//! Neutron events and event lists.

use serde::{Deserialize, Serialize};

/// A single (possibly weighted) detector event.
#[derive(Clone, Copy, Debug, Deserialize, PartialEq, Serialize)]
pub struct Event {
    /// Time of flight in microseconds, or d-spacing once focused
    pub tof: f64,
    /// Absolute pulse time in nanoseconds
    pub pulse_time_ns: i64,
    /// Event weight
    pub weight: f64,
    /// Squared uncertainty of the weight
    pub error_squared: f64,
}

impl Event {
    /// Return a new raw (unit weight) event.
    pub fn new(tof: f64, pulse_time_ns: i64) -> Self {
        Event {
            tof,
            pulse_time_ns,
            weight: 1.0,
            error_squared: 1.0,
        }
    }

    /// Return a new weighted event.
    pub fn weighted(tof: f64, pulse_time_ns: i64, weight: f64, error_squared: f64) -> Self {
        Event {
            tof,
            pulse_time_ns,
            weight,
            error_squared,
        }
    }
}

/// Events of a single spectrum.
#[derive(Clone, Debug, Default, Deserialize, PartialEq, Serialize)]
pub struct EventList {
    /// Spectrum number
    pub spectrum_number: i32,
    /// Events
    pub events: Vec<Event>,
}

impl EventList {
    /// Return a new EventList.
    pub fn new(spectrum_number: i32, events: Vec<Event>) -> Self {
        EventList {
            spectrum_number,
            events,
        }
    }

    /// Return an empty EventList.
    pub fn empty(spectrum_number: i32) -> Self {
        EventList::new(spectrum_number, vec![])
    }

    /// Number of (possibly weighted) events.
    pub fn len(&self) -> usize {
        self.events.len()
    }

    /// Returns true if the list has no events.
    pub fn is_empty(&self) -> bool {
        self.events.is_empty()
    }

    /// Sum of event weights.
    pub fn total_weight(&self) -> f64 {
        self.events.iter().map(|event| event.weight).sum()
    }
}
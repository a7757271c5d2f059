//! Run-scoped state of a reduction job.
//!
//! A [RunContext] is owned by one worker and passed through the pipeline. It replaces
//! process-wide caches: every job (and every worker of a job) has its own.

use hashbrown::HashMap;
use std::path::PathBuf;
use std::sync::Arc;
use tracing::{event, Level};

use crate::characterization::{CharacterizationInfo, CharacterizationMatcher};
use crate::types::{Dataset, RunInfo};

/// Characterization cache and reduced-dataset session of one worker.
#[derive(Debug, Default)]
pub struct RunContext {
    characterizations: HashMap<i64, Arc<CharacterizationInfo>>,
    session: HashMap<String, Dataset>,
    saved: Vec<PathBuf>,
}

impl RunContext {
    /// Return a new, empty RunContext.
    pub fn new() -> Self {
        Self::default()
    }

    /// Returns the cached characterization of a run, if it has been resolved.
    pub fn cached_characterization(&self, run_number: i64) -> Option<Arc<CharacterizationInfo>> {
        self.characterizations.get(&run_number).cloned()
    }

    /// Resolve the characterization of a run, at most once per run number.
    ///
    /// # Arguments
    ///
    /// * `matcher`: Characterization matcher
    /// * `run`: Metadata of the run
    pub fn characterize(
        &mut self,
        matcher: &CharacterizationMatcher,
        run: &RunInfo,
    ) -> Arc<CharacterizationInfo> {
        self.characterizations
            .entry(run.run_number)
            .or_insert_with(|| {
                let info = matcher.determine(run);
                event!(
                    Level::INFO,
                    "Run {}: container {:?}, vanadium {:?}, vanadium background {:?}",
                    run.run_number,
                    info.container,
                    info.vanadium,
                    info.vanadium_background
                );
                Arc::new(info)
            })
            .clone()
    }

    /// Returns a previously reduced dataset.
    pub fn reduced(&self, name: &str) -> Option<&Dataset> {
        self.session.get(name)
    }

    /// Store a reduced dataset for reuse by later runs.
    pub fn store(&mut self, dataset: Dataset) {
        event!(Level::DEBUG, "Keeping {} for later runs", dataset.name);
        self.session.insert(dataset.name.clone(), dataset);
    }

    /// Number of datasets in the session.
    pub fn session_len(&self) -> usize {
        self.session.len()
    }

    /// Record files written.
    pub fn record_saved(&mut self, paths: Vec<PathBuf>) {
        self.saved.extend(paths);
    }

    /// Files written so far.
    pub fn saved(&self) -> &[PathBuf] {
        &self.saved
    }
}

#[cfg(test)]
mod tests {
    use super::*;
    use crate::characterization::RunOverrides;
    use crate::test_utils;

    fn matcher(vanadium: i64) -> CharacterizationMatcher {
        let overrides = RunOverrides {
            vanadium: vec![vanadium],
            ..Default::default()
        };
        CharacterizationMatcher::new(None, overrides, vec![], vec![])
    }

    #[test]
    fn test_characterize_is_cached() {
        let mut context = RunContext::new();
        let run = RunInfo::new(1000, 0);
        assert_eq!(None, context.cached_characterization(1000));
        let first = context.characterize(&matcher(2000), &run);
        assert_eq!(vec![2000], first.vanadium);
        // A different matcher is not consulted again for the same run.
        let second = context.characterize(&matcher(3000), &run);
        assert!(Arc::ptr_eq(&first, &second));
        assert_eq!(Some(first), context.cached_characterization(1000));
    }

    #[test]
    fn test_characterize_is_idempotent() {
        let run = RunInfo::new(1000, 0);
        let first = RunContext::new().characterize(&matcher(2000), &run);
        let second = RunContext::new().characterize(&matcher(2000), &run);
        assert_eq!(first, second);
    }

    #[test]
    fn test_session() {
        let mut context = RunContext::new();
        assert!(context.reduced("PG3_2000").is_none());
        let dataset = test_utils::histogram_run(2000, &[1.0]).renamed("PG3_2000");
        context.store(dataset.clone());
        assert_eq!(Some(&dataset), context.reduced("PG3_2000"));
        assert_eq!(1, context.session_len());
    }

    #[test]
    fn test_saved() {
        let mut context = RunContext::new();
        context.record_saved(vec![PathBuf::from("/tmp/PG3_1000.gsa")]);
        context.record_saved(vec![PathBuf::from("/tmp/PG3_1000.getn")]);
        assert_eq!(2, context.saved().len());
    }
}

++++++++++++++++++++

• **Work to complete**
Locate the word "Level" in the records above, and return each line that has it.

• **Result of this exercise**
use tracing::{event, Level};
                    Level::INFO,
        event!(Level::DEBUG, "Keeping {} for later runs", dataset.name);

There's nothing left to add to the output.